The cubic Sm@CdS quantum dots (QDs) are grown in a glass matrix with good thermal stability for the first time. The band gap of CdS particles embedded in glass is observed to be in the range of 3.8 to 2.4 eV. The present system is compared with CdS/Sm nanocrystals (NCs) doped in a silica-based glass system. The CdS quantum dots, having a size in the range of 3–6 nm, are grown in the silica glass. Structural characterization has been carried out using X-ray diffraction (XRD), which shows the cubic structure of Sm@CdS quantum dots in glass, whereas the pristine CdS Q-dot glass shows hexagonal structure.

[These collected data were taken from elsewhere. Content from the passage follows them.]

pub mod schema;

use serde::{Deserialize, Serialize};
use std::path::{Path, PathBuf};
use crate::error::{DashError, DashResult};

#[derive(Debug, Clone, Default, Serialize, Deserialize)]
#[serde(default)]
pub struct Config {
    pub sources: SourceConfig,
    pub columns: ColumnConfig,
    pub display: DisplayConfig,
    pub audit: AuditConfig,
}

/// Optional CSV files replacing the embedded tables.
#[derive(Debug, Clone, Default, Serialize, Deserialize)]
#[serde(default)]
pub struct SourceConfig {
    pub bp: Option<PathBuf>,
    pub meq: Option<PathBuf>,
    pub cgi: Option<PathBuf>,
}

/// Accepted header variants for one logical column.
#[derive(Debug, Clone, Default, PartialEq, Serialize, Deserialize)]
#[serde(default)]
pub struct ColumnSpec {
    /// Exact header names, compared trimmed and case-insensitively.
    pub aliases: Vec<String>,
    /// A header matches a group when it contains every substring of it.
    pub contains: Vec<Vec<String>>,
    /// Headers containing any of these never match a `contains` group.
    pub exclude: Vec<String>,
    pub fallback: String,
}

impl ColumnSpec {
    pub fn new(fallback: &str) -> Self {
        Self {
            aliases: vec![fallback.to_string()],
            fallback: fallback.to_string(),
            ..Default::default()
        }
    }

    pub fn containing(mut self, parts: &[&str]) -> Self {
        self.contains.push(parts.iter().map(|p| p.to_string()).collect());
        self
    }

    pub fn excluding(mut self, part: &str) -> Self {
        self.exclude.push(part.to_string());
        self
    }
}

#[derive(Debug, Clone, Serialize, Deserialize)]
#[serde(default)]
pub struct BpColumns {
    pub patient: ColumnSpec,
    pub pre: ColumnSpec,
    pub post: ColumnSpec,
    pub delta: ColumnSpec,
}

impl Default for BpColumns {
    fn default() -> Self {
        Self {
            patient: ColumnSpec::new("Patient")
                .containing(&["Patient"])
                .excluding("ID"),
            pre: ColumnSpec::new("Mean Pre Orthostatic Systolic BP")
                .containing(&["Mean Pre"]),
            post: ColumnSpec::new("Mean Post Orthostatic Systolic BP")
                .containing(&["Mean Post"]),
            delta: ColumnSpec::new("Pre–Post Δ Orthostatic Systolic BP")
                .containing(&["Pre", "Post", "Orthostatic"]),
        }
    }
}

#[derive(Debug, Clone, Serialize, Deserialize)]
#[serde(default)]
pub struct MeqColumns {
    pub patient: ColumnSpec,
    pub pre: ColumnSpec,
    pub post: ColumnSpec,
    pub reduction: ColumnSpec,
}

impl Default for MeqColumns {
    fn default() -> Self {
        Self {
            patient: ColumnSpec::new("Patient")
                .containing(&["Patient"])
                .excluding("ID"),
            pre: ColumnSpec::new("MEQ_Pre").containing(&["MEQ", "Pre"]),
            post: ColumnSpec::new("MEQ_Post").containing(&["MEQ", "Post"]),
            reduction: ColumnSpec::new("Percent_Reduction").containing(&["Reduction"]),
        }
    }
}

#[derive(Debug, Clone, Serialize, Deserialize)]
#[serde(default)]
pub struct CgiColumns {
    pub patient: ColumnSpec,
    pub score: ColumnSpec,
}

impl Default for CgiColumns {
    fn default() -> Self {
        Self {
            patient: ColumnSpec::new("Patient")
                .containing(&["Patient"])
                .excluding("ID"),
            score: ColumnSpec::new("CGI-I Score")
                .containing(&["CGI"])
                .containing(&["Score"]),
        }
    }
}

#[derive(Debug, Clone, Default, Serialize, Deserialize)]
#[serde(default)]
pub struct ColumnConfig {
    pub bp: BpColumns,
    pub meq: MeqColumns,
    pub cgi: CgiColumns,
}

#[derive(Debug, Clone, Serialize, Deserialize)]
#[serde(default)]
pub struct DisplayConfig {
    pub decimals: usize,
    /// Stat text shown while the results section is hidden.
    pub placeholder: String,
}

impl Default for DisplayConfig {
    fn default() -> Self {
        Self {
            decimals: 1,
            placeholder: "---".to_string(),
        }
    }
}

#[derive(Debug, Clone, Serialize, Deserialize)]
#[serde(default)]
pub struct AuditConfig {
    /// Allowed gap in mmHg between the delta column and pre − post.
    pub delta_tolerance: f64,
}

impl Default for AuditConfig {
    fn default() -> Self {
        Self { delta_tolerance: 0.01 }
    }
}

impl Config {
    pub fn from_file<P: AsRef<Path>>(path: P) -> DashResult<Self> {
        let content = std::fs::read_to_string(path)?;
        let config: Config = serde_json::from_str(&content)?;
        config.validate()?;
        Ok(config)
    }

    pub fn validate(&self) -> DashResult<()> {
        if self.display.decimals > 6 {
            return Err(DashError::Config(
                "display.decimals must be between 0 and 6".to_string()
            ));
        }

        if !self.audit.delta_tolerance.is_finite() || self.audit.delta_tolerance < 0.0 {
            return Err(DashError::Config(
                "audit.delta_tolerance must be a non-negative number".to_string()
            ));
        }

        let specs = [
            ("bp.patient", &self.columns.bp.patient),
            ("bp.pre", &self.columns.bp.pre),
            ("bp.post", &self.columns.bp.post),
            ("bp.delta", &self.columns.bp.delta),
            ("meq.patient", &self.columns.meq.patient),
            ("meq.pre", &self.columns.meq.pre),
            ("meq.post", &self.columns.meq.post),
            ("meq.reduction", &self.columns.meq.reduction),
            ("cgi.patient", &self.columns.cgi.patient),
            ("cgi.score", &self.columns.cgi.score),
        ];

        for (name, spec) in specs {
            if spec.fallback.trim().is_empty() {
                return Err(DashError::Config(
                    format!("Column {} needs a non-empty fallback name", name)
                ));
            }
            if spec.contains.iter().any(|group| group.is_empty()) {
                return Err(DashError::Config(
                    format!("Column {} has an empty contains group", name)
                ));
            }
        }

        Ok(())
    }
}
use crate::config::schema::CgiSchema;
use crate::parser::Dataset;
use log::debug;
use serde::Serialize;

pub const CGI_MIN_SCORE: u8 = 1;
pub const CGI_MAX_SCORE: u8 = 7;
/// Highest score shown in the distribution chart.
pub const CGI_DISPLAY_MAX: u8 = 5;

const CGI_BUCKETS: [(&str, &str); CGI_DISPLAY_MAX as usize] = [
    ("Very Much Improved", "#4ade80"),
    ("Much Improved", "#86efac"),
    ("Minimally Improved", "#bbf7d0"),
    ("No Change", "#52525b"),
    ("Minimally Worse", "#ef4444"),
];

#[derive(Debug, Clone, PartialEq, Serialize)]
pub struct CgiBucket {
    pub score: u8,
    pub label: String,
    pub color: String,
    pub count: usize,
}

#[derive(Debug, Clone, PartialEq, Default, Serialize)]
pub struct CgiDistribution {
    /// Displayed buckets, scores 1 through 5.
    pub buckets: Vec<CgiBucket>,
    /// Counts for every valid score, index 0 is score 1.
    pub counts: [usize; CGI_MAX_SCORE as usize],
    /// Records with a valid score (1–7).
    pub counted: usize,
    /// Records whose score is missing, fractional or outside 1–7.
    pub out_of_range: usize,
    pub total: usize,
}

impl CgiDistribution {
    pub fn count(&self, score: u8) -> usize {
        if (CGI_MIN_SCORE..=CGI_MAX_SCORE).contains(&score) {
            self.counts[(score - 1) as usize]
        } else {
            0
        }
    }

    /// Sum of the displayed buckets.
    pub fn displayed(&self) -> usize {
        self.buckets.iter().map(|b| b.count).sum()
    }

    /// Percentage of scored patients rated at least minimally improved.
    pub fn improved_share(&self) -> f64 {
        if self.counted == 0 {
            return 0.0;
        }
        let improved: usize = (1..=3).map(|s| self.count(s)).sum();
        improved as f64 / self.counted as f64 * 100.0
    }

    pub fn is_empty(&self) -> bool {
        self.total == 0
    }
}

fn integer_score(value: Option<f64>) -> Option<u8> {
    let v = value?;
    if v.fract() != 0.0 || v < CGI_MIN_SCORE as f64 || v > CGI_MAX_SCORE as f64 {
        return None;
    }
    Some(v as u8)
}

pub fn derive_cgi_distribution(data: &Dataset, schema: &CgiSchema) -> CgiDistribution {
    let mut dist = CgiDistribution {
        total: data.len(),
        ..Default::default()
    };

    for record in &data.records {
        match integer_score(record.get(&schema.score).as_finite()) {
            Some(score) => {
                dist.counts[(score - 1) as usize] += 1;
                dist.counted += 1;
            }
            None => dist.out_of_range += 1,
        }
    }

    if dist.out_of_range > 0 {
        debug!("{} CGI record(s) without a valid score", dist.out_of_range);
    }

    dist.buckets = CGI_BUCKETS
        .iter()
        .enumerate()
        .map(|(idx, (label, color))| CgiBucket {
            score: idx as u8 + 1,
            label: label.to_string(),
            color: color.to_string(),
            count: dist.counts[idx],
        })
        .collect();

    dist
}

The optical characterization of the glasses has been carried out using a UV-visible spectrophotometer. A spectroscopic study showed a shift in optical transmittance due to thermal treatment, i.e., due to the growth of CdS quantum dots in the glass matrix. The semiconductor crystals are uniform in size and distributed evenly in the glass matrix. The size quantization effect has been seen in both systems. There is a drastic change in the optical band gap with the size of the quantum dots. Under natural sunlight, the hydrogen production experiment was conducted, and an increase of 42.5% in the hydrogen evolution rate was observed from 1 wt% Sm³⁺ doped CdS (3769.2 μmol h⁻¹ g⁻¹) heat-treated at 525 °C when compared to the CdS Q-dot glass with a similar heat treatment temperature (2626 μmol h⁻¹ g⁻¹). Such cubic CdS QD–glass nanocomposites have great significance owing to their potential applications in solar cells, LEDs, and other optoelectronic devices.